August 15/09 St. Tropez - with a carpet of green hilly slopes patterned  by white homes

There was only very light SW winds so we motored along the carpeted coastline of green hilly slopes patterned by white homes. A pair of dolphins, diving and blowing with that little gasp they give as they surface, followed our wake.

Tuna were jumping all around when suddenly we saw a light blue patch of water that looked like a shallow reef! Panicking to change course, suddenly the patch moved! It was a whale just under the surface!!

30 miles from St. Tropez a light breeze from the NE (rare) forced us to set our sails to our least favorite configuration, wing on wing. The wash from all the boat traffic made for very sloppy seas and with each passing of a motor boat, Ascension bobbled and rolled, knocking the wind out of the sails. Bang! Slam! Pop! Enough to drive one insane!


St Tropez

We dropped the anchor in the busy harbor adjacent to St. Tropez just as the sun was setting. All around us were mega power yachts and bigger toys of the "Bigger Boys."

August 15

We moved around the bay trying to find a settled anchorage. The washing machine water created by the wake from all the power boats, yacht and ferries constantly coming and going made for a very uncomfortable afternoon. All around our tiny home, huge yachts, mostly power boats, we felt like a pea on a plate of carrots!

The building on the shoreline of St. Tropez were unexpectedly unpretentious. I would have thought I would be seeing expensive sprawling villas and modern high rise buildings. But the captivating building with the graceful church steeple overshadowing a quaint looking town with a little beach was very appealing.

Once again we were treated to shows from the French Aerobatic Team as fighter jets in formation with trails of colored smoke left a wake in the sky. That evening, after all the boats had departed to points unknown (where DO they all go at night??) and the sea settled, another grandioso display of fireworks was a perfect ending to the day.


Next morn we anchored closer to the town of St Tropez and took the tender to the marina. As far as we could ascertain, St. Tropez is all about how much wealth one can display and the superyachts that are flaunted by the very rich, or the wannabies. A huge display of affluence--older people, crooks, tax exiles? Who else can afford such luxury! Ashore, it was shopping, shopping, shopping. French fashion, big names. There was a market going on but the crowds were so ferocious that we fled to the back streets for a quieter explore of the old town.

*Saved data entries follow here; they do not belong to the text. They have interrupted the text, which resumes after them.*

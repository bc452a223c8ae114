//! CLI command definitions.
//!
//! This module defines all CLI commands and their arguments using clap.

use clap::{Parser, Subcommand};
use std::path::PathBuf;

use crate::config::ENV_PROJECT_ROOT;
use crate::planner::{DeliveryFilter, ExecutionOptions, NodeSchedule};

/// Bridge delivery - rule-based delivery of services to Bridge nodes.
#[derive(Parser, Debug)]
#[command(name = "bridge-deliver")]
#[command(author, version, about, long_about = None)]
#[command(propagate_version = true)]
pub struct Cli {
    /// Root directory of the delivery definitions.
    #[arg(short, long, global = true, env = ENV_PROJECT_ROOT, default_value = ".")]
    pub project_root: PathBuf,

    /// Enable verbose output.
    #[arg(short, long, global = true)]
    pub verbose: bool,

    /// Output format (text, json).
    #[arg(long, global = true, default_value = "text")]
    pub output: OutputFormat,

    /// Subcommand to execute.
    #[command(subcommand)]
    pub command: Commands,
}

/// Available CLI commands.
#[derive(Subcommand, Debug)]
pub enum Commands {
    /// Deliver the services of a domain to its nodes.
    Deliver(DeliverArgs),

    /// Validate the delivery definitions.
    Validate {
        /// Show all warnings, not just errors.
        #[arg(short, long)]
        warnings: bool,
    },
}

/// Arguments of the deliver command.
#[derive(clap::Args, Debug, Clone, Default)]
pub struct DeliverArgs {
    /// Domain to deliver.
    #[arg(short, long)]
    pub domain: String,

    /// Only deliver to these nodes.
    #[arg(short, long = "node")]
    pub nodes: Vec<String>,

    /// Only deliver to nodes carrying one of these labels.
    #[arg(short, long = "label")]
    pub labels: Vec<String>,

    /// Only deliver these solutions.
    #[arg(short, long = "solution")]
    pub solutions: Vec<String>,

    /// Only deliver these services.
    #[arg(long = "service")]
    pub services: Vec<String>,

    /// Show the tasks without executing them.
    #[arg(long)]
    pub dry_run: bool,

    /// Stop at the first failing task.
    #[arg(long)]
    pub break_on_error: bool,

    /// Deliver to all nodes at once instead of one after the other.
    #[arg(long)]
    pub concurrent_nodes: bool,
}

impl DeliverArgs {
    /// Builds the delivery filter.
    #[must_use]
    pub fn filter(&self) -> DeliveryFilter {
        DeliveryFilter::new(self.domain.clone())
            .with_nodes(self.nodes.clone())
            .with_labels(self.labels.clone())
            .with_solutions(self.solutions.clone())
            .with_services(self.services.clone())
    }

    /// Builds the execution options.
    #[must_use]
    pub const fn execution_options(&self) -> ExecutionOptions {
        let schedule = if self.concurrent_nodes {
            NodeSchedule::Concurrent
        } else {
            NodeSchedule::Sequential
        };
        ExecutionOptions::new()
            .with_dry_run(self.dry_run)
            .with_break_on_error(self.break_on_error)
            .with_schedule(schedule)
    }
}

/// Output format options.
#[derive(Debug, Clone, Copy, Default, PartialEq, Eq, clap::ValueEnum)]
pub enum OutputFormat {
    /// Human-readable text output.
    #[default]
    Text,
    /// JSON output for scripting.
    Json,
}

impl Cli {
    /// Parses CLI arguments from the command line.
    #[must_use]
    pub fn parse_args() -> Self {
        Self::parse()
    }
}

#[cfg(test)]
mod tests {
    use super::*;

    #[test]
    fn test_parse_deliver() {
        let cli = Cli::try_parse_from([
            "bridge-deliver",
            "--project-root",
            "/srv/delivery",
            "deliver",
            "--domain",
            "production",
            "--node",
            "prod1",
            "--node",
            "prod2",
            "--label",
            "slave",
            "--service",
            "Api",
            "--dry-run",
            "--concurrent-nodes",
        ])
        .unwrap();

        assert_eq!(cli.project_root, PathBuf::from("/srv/delivery"));
        assert_eq!(cli.output, OutputFormat::Text);
        let Commands::Deliver(args) = cli.command else {
            panic!("expected deliver");
        };

        let filter = args.filter();
        assert_eq!(filter.domain, "production");
        assert_eq!(filter.nodes, vec!["prod1", "prod2"]);
        assert_eq!(filter.labels, vec!["slave"]);
        assert!(filter.solutions.is_empty());
        assert_eq!(filter.services, vec!["Api"]);

        let options = args.execution_options();
        assert!(options.dry_run);
        assert!(!options.break_on_error);
        assert_eq!(options.schedule, NodeSchedule::Concurrent);
    }

    #[test]
    fn test_deliver_requires_domain() {
        assert!(Cli::try_parse_from(["bridge-deliver", "deliver"]).is_err());
    }

    #[test]
    fn test_parse_validate() {
        let cli = Cli::try_parse_from([
            "bridge-deliver",
            "validate",
            "--warnings",
            "--output",
            "json",
        ])
        .unwrap();
        assert_eq!(cli.output, OutputFormat::Json);
        assert!(matches!(cli.command, Commands::Validate { warnings: true }));
    }
}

The Old Town of St. Tropez was nothing like I expected. Not glitz or luxury, just high prices in an old French town that was probably quaint and charming not long ago, before the hoards of tourist made their invasion, flooding the streets to capacity.

We stood in line at a bakery for a baguette and returned to the boat for lunch and a reprieve from the maddening crowds.


After a few trips to town we soused out the famous beaches, where the Stars hang out!


August 17/09

We set sail for the Balearic group of Islands, stopping at some islands off the coast of France because we did not have any breeze to sail. Taking a chance on the light wind weather forecast, we did manage a slow sail and motor making the 230 miles to the Balearic Islands (Spain) in 3 days and 2 nights. We had several whale sightings and caught a tuna (which got away).

Under a sliver of a moon, it was a quiet night, with the usual radio chatter, the fishermen using the radio like 5 year olds, making rude, grunting  and animal noises and clogging up channel 16 which is supposed to be an emergency channel. It amazes me how this phenomenon is common throughout the world. We have heard this nightly bantering on both hemispheres in every language!